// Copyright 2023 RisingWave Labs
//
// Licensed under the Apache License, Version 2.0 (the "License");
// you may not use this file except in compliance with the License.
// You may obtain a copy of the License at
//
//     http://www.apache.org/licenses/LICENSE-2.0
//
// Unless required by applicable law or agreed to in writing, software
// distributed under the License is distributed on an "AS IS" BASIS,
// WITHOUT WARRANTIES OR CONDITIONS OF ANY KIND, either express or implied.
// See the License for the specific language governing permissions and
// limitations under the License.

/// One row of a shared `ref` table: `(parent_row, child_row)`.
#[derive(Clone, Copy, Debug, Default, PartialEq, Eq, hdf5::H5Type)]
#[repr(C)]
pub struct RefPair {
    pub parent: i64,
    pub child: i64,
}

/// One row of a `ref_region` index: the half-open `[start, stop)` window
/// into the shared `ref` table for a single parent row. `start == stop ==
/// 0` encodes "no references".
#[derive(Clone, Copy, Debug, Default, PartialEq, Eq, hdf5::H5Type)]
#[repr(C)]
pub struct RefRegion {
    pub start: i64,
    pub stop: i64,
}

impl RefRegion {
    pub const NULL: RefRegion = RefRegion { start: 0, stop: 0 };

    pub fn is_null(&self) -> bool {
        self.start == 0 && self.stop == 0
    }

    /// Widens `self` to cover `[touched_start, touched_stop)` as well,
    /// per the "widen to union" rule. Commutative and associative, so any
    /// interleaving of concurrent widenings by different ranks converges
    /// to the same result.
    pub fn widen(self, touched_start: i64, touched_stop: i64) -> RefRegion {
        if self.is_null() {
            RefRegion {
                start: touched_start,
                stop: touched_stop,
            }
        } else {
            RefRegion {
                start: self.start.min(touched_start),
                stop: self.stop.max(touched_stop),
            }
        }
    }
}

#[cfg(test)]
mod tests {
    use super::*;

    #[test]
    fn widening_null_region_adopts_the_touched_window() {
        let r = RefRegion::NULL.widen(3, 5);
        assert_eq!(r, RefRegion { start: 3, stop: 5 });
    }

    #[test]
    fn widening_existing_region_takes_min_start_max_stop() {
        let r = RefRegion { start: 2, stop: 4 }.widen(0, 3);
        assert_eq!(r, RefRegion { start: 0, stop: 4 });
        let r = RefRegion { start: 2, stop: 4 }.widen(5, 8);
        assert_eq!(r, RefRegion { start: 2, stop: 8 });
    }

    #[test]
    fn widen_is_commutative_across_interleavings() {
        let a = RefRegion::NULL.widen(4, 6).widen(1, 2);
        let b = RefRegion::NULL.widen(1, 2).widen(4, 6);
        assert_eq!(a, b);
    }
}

##########

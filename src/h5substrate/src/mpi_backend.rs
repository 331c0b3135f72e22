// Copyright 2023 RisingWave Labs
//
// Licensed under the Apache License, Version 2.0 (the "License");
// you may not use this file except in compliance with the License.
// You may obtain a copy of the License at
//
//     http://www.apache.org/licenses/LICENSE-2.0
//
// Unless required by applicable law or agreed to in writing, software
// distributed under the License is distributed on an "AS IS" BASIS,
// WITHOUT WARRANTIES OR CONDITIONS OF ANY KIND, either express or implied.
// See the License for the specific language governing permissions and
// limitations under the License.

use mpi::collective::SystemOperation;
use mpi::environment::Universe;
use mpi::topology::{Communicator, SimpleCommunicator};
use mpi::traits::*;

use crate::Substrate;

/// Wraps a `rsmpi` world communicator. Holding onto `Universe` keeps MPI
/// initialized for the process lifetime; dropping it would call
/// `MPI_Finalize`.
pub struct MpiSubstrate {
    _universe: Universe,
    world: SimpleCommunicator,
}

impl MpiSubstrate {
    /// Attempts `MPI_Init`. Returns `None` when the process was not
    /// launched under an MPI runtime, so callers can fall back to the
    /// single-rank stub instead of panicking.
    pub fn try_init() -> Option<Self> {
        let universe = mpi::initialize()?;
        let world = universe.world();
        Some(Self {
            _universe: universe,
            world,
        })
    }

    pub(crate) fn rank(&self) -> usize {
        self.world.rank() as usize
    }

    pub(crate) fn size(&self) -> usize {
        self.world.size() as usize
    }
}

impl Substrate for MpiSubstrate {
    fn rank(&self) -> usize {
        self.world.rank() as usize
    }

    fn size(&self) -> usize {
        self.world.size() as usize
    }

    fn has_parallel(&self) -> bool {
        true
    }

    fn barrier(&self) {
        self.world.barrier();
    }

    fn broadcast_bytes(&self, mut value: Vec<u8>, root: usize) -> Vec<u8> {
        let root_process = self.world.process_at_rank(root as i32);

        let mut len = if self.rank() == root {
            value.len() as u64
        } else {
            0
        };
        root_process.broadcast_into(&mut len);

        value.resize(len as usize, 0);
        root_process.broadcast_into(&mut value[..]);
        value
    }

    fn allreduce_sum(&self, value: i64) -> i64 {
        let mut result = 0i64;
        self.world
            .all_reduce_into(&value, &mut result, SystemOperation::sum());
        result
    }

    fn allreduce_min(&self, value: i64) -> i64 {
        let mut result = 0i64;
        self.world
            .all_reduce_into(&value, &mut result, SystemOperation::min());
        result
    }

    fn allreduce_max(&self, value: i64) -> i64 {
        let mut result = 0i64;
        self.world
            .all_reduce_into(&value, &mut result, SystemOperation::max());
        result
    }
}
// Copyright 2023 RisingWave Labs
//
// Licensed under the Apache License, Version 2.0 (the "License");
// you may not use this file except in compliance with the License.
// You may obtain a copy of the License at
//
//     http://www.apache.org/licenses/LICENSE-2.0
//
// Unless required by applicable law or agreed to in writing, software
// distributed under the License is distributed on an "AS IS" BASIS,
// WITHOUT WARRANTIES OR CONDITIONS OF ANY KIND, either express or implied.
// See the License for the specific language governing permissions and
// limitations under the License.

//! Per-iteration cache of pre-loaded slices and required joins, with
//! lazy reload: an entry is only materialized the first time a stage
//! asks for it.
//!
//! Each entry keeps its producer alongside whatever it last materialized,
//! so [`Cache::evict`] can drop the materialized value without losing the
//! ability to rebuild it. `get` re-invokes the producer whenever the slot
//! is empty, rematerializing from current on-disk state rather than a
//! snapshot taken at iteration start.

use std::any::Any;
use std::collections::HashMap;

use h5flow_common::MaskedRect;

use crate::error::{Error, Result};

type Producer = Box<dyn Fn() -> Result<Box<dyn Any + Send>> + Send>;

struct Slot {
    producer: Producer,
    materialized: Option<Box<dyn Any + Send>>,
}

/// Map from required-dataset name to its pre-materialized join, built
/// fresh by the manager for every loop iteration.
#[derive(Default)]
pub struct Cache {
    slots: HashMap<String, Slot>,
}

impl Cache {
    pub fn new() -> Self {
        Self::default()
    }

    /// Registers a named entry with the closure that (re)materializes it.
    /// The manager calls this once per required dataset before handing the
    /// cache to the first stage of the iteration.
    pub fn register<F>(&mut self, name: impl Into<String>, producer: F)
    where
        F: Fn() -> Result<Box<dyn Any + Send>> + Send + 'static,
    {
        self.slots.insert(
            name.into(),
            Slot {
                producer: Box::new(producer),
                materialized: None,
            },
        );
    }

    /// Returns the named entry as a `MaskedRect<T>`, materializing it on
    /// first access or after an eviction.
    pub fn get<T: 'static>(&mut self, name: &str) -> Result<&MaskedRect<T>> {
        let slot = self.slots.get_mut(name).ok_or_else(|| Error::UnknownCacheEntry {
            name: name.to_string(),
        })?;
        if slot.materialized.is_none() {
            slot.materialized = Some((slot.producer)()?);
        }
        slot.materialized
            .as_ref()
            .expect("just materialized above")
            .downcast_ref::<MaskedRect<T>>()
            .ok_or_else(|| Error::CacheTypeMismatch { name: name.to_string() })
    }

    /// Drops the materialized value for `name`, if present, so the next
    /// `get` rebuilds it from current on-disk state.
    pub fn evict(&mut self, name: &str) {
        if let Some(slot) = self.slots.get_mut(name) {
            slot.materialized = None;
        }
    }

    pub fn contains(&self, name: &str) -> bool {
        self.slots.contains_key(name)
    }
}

##########

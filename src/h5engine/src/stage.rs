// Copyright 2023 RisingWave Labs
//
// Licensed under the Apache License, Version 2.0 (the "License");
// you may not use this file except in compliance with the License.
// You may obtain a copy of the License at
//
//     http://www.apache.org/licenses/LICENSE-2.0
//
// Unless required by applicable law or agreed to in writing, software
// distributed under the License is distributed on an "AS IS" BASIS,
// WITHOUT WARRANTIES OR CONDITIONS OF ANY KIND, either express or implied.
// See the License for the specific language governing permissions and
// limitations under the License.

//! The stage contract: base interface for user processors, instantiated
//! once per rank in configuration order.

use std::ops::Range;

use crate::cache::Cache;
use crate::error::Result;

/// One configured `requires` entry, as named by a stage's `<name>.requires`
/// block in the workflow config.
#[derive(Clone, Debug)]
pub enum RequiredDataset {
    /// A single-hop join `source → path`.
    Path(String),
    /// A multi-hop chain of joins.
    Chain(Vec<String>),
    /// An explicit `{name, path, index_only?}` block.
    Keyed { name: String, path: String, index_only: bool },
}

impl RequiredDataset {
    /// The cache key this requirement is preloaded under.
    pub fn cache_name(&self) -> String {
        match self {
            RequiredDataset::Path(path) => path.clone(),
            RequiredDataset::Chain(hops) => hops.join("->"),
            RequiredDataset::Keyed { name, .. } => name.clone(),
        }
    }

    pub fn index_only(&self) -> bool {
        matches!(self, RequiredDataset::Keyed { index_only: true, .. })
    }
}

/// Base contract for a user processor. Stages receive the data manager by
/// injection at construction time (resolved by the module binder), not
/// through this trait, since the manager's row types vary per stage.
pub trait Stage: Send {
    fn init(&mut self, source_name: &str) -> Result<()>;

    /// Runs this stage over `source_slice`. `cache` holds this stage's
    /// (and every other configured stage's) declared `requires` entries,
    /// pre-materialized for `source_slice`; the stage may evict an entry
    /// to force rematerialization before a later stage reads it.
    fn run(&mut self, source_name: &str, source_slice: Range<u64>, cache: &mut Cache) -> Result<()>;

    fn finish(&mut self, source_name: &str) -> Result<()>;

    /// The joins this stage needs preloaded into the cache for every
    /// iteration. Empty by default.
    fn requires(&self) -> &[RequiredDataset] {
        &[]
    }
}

##########

Directions => Please return all lines from the records that hold the word "RequiredDataset".

Solution to the problem =>
pub enum RequiredDataset {
impl RequiredDataset {
            RequiredDataset::Path(path) => path.clone(),
            RequiredDataset::Chain(hops) => hops.join("->"),
            RequiredDataset::Keyed { name, .. } => name.clone(),
        matches!(self, RequiredDataset::Keyed { index_only: true, .. })
    fn requires(&self) -> &[RequiredDataset] {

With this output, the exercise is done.